Start of Block
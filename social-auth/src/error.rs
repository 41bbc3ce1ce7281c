//! Error types for the `social-auth` crate.
//!
//! Follows the same pattern as the rest of the workspace: a root `Error` struct
//! holding an error kind tree and an optional source for error chaining. Every
//! failure of a login flow surfaces as this one type; nothing is retried here.

use std::error::Error as StdError;
use std::fmt;

/// Top-level error type for social-auth crate.
/// Holds error kind and optional source for error chaining.
#[derive(Debug)]
pub struct Error {
    pub source: Option<Box<dyn StdError + Send + Sync>>,
    pub error_kind: ErrorKind,
}

/// Major categories of errors in social-auth.
#[derive(Debug, PartialEq)]
pub enum ErrorKind {
    OAuth(OAuthErrorKind),
    Http(HttpErrorKind),
    Discovery(DiscoveryErrorKind),
    Config(ConfigErrorKind),
}

/// Errors from the OAuth 1.0a / OAuth 2.0 / OpenID handshakes.
#[derive(Debug, PartialEq)]
pub enum OAuthErrorKind {
    /// Callback `state` missing, unknown, expired or different from the one issued.
    InvalidState,
    /// The user declined, cancelled, or the provider reported an `error`.
    AccessDenied,
    /// A required callback querystring parameter is absent.
    MissingParameter,
    /// A required field is absent from a provider response.
    MissingField,
    RequestTokenFailed,
    TokenExchangeFailed,
    UserInfoFailed,
    Signature,
    InvalidResponse,
}

/// Errors from HTTP client operations.
#[derive(Debug, PartialEq)]
pub enum HttpErrorKind {
    BuilderFailed,
    RequestFailed,
    Network,
    /// The remote side answered with a non-success status code.
    Status(u16),
}

/// Errors from OpenID (YADIS) endpoint discovery.
#[derive(Debug, PartialEq)]
pub enum DiscoveryErrorKind {
    InvalidIdentifier,
    InvalidDocument,
    NoEndpoint,
}

/// Errors from provider construction and configuration.
#[derive(Debug, PartialEq)]
pub enum ConfigErrorKind {
    InvalidProviderParams,
    UnknownProvider,
    InvalidUrl,
}

impl Error {
    /// Renders this error and every nested source as a single line, outermost first.
    pub fn message_chain(&self) -> String {
        let mut messages = vec![self.to_string()];
        let mut current = StdError::source(self);
        while let Some(err) = current {
            messages.push(err.to_string());
            current = err.source();
        }
        messages.join(": ")
    }
}

impl fmt::Display for Error {
    fn fmt(&self, f: &mut fmt::Formatter) -> fmt::Result {
        match &self.error_kind {
            ErrorKind::OAuth(kind) => write!(f, "OAuth error: {:?}", kind),
            ErrorKind::Http(kind) => write!(f, "HTTP error: {:?}", kind),
            ErrorKind::Discovery(kind) => write!(f, "Discovery error: {:?}", kind),
            ErrorKind::Config(kind) => write!(f, "Configuration error: {:?}", kind),
        }
    }
}

impl StdError for Error {
    fn source(&self) -> Option<&(dyn StdError + 'static)> {
        self.source
            .as_ref()
            .map(|e| e.as_ref() as &(dyn StdError + 'static))
    }
}

impl From<reqwest::Error> for Error {
    fn from(err: reqwest::Error) -> Self {
        let error_kind = if err.is_builder() {
            ErrorKind::Http(HttpErrorKind::BuilderFailed)
        } else if err.is_request() {
            ErrorKind::Http(HttpErrorKind::RequestFailed)
        } else {
            ErrorKind::Http(HttpErrorKind::Network)
        };

        Error {
            source: Some(Box::new(err)),
            error_kind,
        }
    }
}

impl From<reqwest_middleware::Error> for Error {
    fn from(err: reqwest_middleware::Error) -> Self {
        match err {
            reqwest_middleware::Error::Reqwest(err) => err.into(),
            other => Error {
                source: Some(Box::new(other)),
                error_kind: ErrorKind::Http(HttpErrorKind::Network),
            },
        }
    }
}

impl From<url::ParseError> for Error {
    fn from(err: url::ParseError) -> Self {
        Error {
            source: Some(Box::new(err)),
            error_kind: ErrorKind::Config(ConfigErrorKind::InvalidUrl),
        }
    }
}

/// Helper function to create OAuth errors.
pub fn oauth_error(kind: OAuthErrorKind, message: &str) -> Error {
    Error {
        source: Some(message.to_string().into()),
        error_kind: ErrorKind::OAuth(kind),
    }
}

/// Helper function to create HTTP errors.
pub fn http_error(kind: HttpErrorKind, message: &str) -> Error {
    Error {
        source: Some(message.to_string().into()),
        error_kind: ErrorKind::Http(kind),
    }
}

/// Helper function to create discovery errors.
pub fn discovery_error(kind: DiscoveryErrorKind, message: &str) -> Error {
    Error {
        source: Some(message.to_string().into()),
        error_kind: ErrorKind::Discovery(kind),
    }
}

/// Helper function to create configuration errors.
pub fn config_error(kind: ConfigErrorKind, message: &str) -> Error {
    Error {
        source: Some(message.to_string().into()),
        error_kind: ErrorKind::Config(kind),
    }
}

/// Wraps an underlying error as the source of an OAuth error.
pub fn oauth_error_from<E>(kind: OAuthErrorKind, err: E) -> Error
where
    E: StdError + Send + Sync + 'static,
{
    Error {
        source: Some(Box::new(err)),
        error_kind: ErrorKind::OAuth(kind),
    }
}

/// Wraps an underlying error as the source of a discovery error.
pub fn discovery_error_from<E>(kind: DiscoveryErrorKind, err: E) -> Error
where
    E: StdError + Send + Sync + 'static,
{
    Error {
        source: Some(Box::new(err)),
        error_kind: ErrorKind::Discovery(kind),
    }
}

#[cfg(test)]
mod tests {
    use super::*;

    #[test]
    fn test_display_names_kind() {
        let err = oauth_error(OAuthErrorKind::InvalidState, "state mismatch");
        assert_eq!(err.to_string(), "OAuth error: InvalidState");
    }

    #[test]
    fn test_message_chain_concatenates_sources() {
        let inner = http_error(HttpErrorKind::Status(500), "token endpoint returned 500");
        let outer = Error {
            source: Some(Box::new(inner)),
            error_kind: ErrorKind::OAuth(OAuthErrorKind::TokenExchangeFailed),
        };

        assert_eq!(
            outer.message_chain(),
            "OAuth error: TokenExchangeFailed: HTTP error: Status(500): token endpoint returned 500"
        );
    }

    #[test]
    fn test_url_parse_error_is_config_error() {
        let err: Error = url::Url::parse("not a url").unwrap_err().into();
        assert_eq!(
            err.error_kind,
            ErrorKind::Config(ConfigErrorKind::InvalidUrl)
        );
    }
}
End of Block
* _PROBLEM_: Once you have read the entries, write them all out again exactly.

* _SOLUTION TO THIS PROBLEM_:
filename social-auth/src/error.rs
repository 41bbc3ce1ce7281c
//! Error types for the `social-auth` crate.
//!
//! Follows the same pattern as the rest of the workspace: a root `Error` struct
//! holding an error kind tree and an optional source for error chaining. Every
//! failure of a login flow surfaces as this one type; nothing is retried here.

use std::error::Error as StdError;
use std::fmt;

/// Top-level error type for social-auth crate.
/// Holds error kind and optional source for error chaining.
#[derive(Debug)]
pub struct Error {
    pub source: Option<Box<dyn StdError + Send + Sync>>,
    pub error_kind: ErrorKind,
}

/// Major categories of errors in social-auth.
#[derive(Debug, PartialEq)]
pub enum ErrorKind {
    OAuth(OAuthErrorKind),
    Http(HttpErrorKind),
    Discovery(DiscoveryErrorKind),
    Config(ConfigErrorKind),
}

/// Errors from the OAuth 1.0a / OAuth 2.0 / OpenID handshakes.
#[derive(Debug, PartialEq)]
pub enum OAuthErrorKind {
    /// Callback `state` missing, unknown, expired or different from the one issued.
    InvalidState,
    /// The user declined, cancelled, or the provider reported an `error`.
    AccessDenied,
    /// A required callback querystring parameter is absent.
    MissingParameter,
    /// A required field is absent from a provider response.
    MissingField,
    RequestTokenFailed,
    TokenExchangeFailed,
    UserInfoFailed,
    Signature,
    InvalidResponse,
}

/// Errors from HTTP client operations.
#[derive(Debug, PartialEq)]
pub enum HttpErrorKind {
    BuilderFailed,
    RequestFailed,
    Network,
    /// The remote side answered with a non-success status code.
    Status(u16),
}

/// Errors from OpenID (YADIS) endpoint discovery.
#[derive(Debug, PartialEq)]
pub enum DiscoveryErrorKind {
    InvalidIdentifier,
    InvalidDocument,
    NoEndpoint,
}

/// Errors from provider construction and configuration.
#[derive(Debug, PartialEq)]
pub enum ConfigErrorKind {
    InvalidProviderParams,
    UnknownProvider,
    InvalidUrl,
}

impl Error {
    /// Renders this error and every nested source as a single line, outermost first.
    pub fn message_chain(&self) -> String {
        let mut messages = vec![self.to_string()];
        let mut current = StdError::source(self);
        while let Some(err) = current {
            messages.push(err.to_string());
            current = err.source();
        }
        messages.join(": ")
    }
}

impl fmt::Display for Error {
    fn fmt(&self, f: &mut fmt::Formatter) -> fmt::Result {
        match &self.error_kind {
            ErrorKind::OAuth(kind) => write!(f, "OAuth error: {:?}", kind),
            ErrorKind::Http(kind) => write!(f, "HTTP error: {:?}", kind),
            ErrorKind::Discovery(kind) => write!(f, "Discovery error: {:?}", kind),
            ErrorKind::Config(kind) => write!(f, "Configuration error: {:?}", kind),
        }
    }
}

impl StdError for Error {
    fn source(&self) -> Option<&(dyn StdError + 'static)> {
        self.source
            .as_ref()
            .map(|e| e.as_ref() as &(dyn StdError + 'static))
    }
}

impl From<reqwest::Error> for Error {
    fn from(err: reqwest::Error) -> Self {
        let error_kind = if err.is_builder() {
            ErrorKind::Http(HttpErrorKind::BuilderFailed)
        } else if err.is_request() {
            ErrorKind::Http(HttpErrorKind::RequestFailed)
        } else {
            ErrorKind::Http(HttpErrorKind::Network)
        };

        Error {
            source: Some(Box::new(err)),
            error_kind,
        }
    }
}

impl From<reqwest_middleware::Error> for Error {
    fn from(err: reqwest_middleware::Error) -> Self {
        match err {
            reqwest_middleware::Error::Reqwest(err) => err.into(),
            other => Error {
                source: Some(Box::new(other)),
                error_kind: ErrorKind::Http(HttpErrorKind::Network),
            },
        }
    }
}

impl From<url::ParseError> for Error {
    fn from(err: url::ParseError) -> Self {
        Error {
            source: Some(Box::new(err)),
            error_kind: ErrorKind::Config(ConfigErrorKind::InvalidUrl),
        }
    }
}

/// Helper function to create OAuth errors.
pub fn oauth_error(kind: OAuthErrorKind, message: &str) -> Error {
    Error {
        source: Some(message.to_string().into()),
        error_kind: ErrorKind::OAuth(kind),
    }
}

/// Helper function to create HTTP errors.
pub fn http_error(kind: HttpErrorKind, message: &str) -> Error {
    Error {
        source: Some(message.to_string().into()),
        error_kind: ErrorKind::Http(kind),
    }
}

/// Helper function to create discovery errors.
pub fn discovery_error(kind: DiscoveryErrorKind, message: &str) -> Error {
    Error {
        source: Some(message.to_string().into()),
        error_kind: ErrorKind::Discovery(kind),
    }
}

/// Helper function to create configuration errors.
pub fn config_error(kind: ConfigErrorKind, message: &str) -> Error {
    Error {
        source: Some(message.to_string().into()),
        error_kind: ErrorKind::Config(kind),
    }
}

/// Wraps an underlying error as the source of an OAuth error.
pub fn oauth_error_from<E>(kind: OAuthErrorKind, err: E) -> Error
where
    E: StdError + Send + Sync + 'static,
{
    Error {
        source: Some(Box::new(err)),
        error_kind: ErrorKind::OAuth(kind),
    }
}

/// Wraps an underlying error as the source of a discovery error.
pub fn discovery_error_from<E>(kind: DiscoveryErrorKind, err: E) -> Error
where
    E: StdError + Send + Sync + 'static,
{
    Error {
        source: Some(Box::new(err)),
        error_kind: ErrorKind::Discovery(kind),
    }
}

#[cfg(test)]
mod tests {
    use super::*;

    #[test]
    fn test_display_names_kind() {
        let err = oauth_error(OAuthErrorKind::InvalidState, "state mismatch");
        assert_eq!(err.to_string(), "OAuth error: InvalidState");
    }

    #[test]
    fn test_message_chain_concatenates_sources() {
        let inner = http_error(HttpErrorKind::Status(500), "token endpoint returned 500");
        let outer = Error {
            source: Some(Box::new(inner)),
            error_kind: ErrorKind::OAuth(OAuthErrorKind::TokenExchangeFailed),
        };

        assert_eq!(
            outer.message_chain(),
            "OAuth error: TokenExchangeFailed: HTTP error: Status(500): token endpoint returned 500"
        );
    }

    #[test]
    fn test_url_parse_error_is_config_error() {
        let err: Error = url::Url::parse("not a url").unwrap_err().into();
        assert_eq!(
            err.error_kind,
            ErrorKind::Config(ConfigErrorKind::InvalidUrl)
        );
    }
}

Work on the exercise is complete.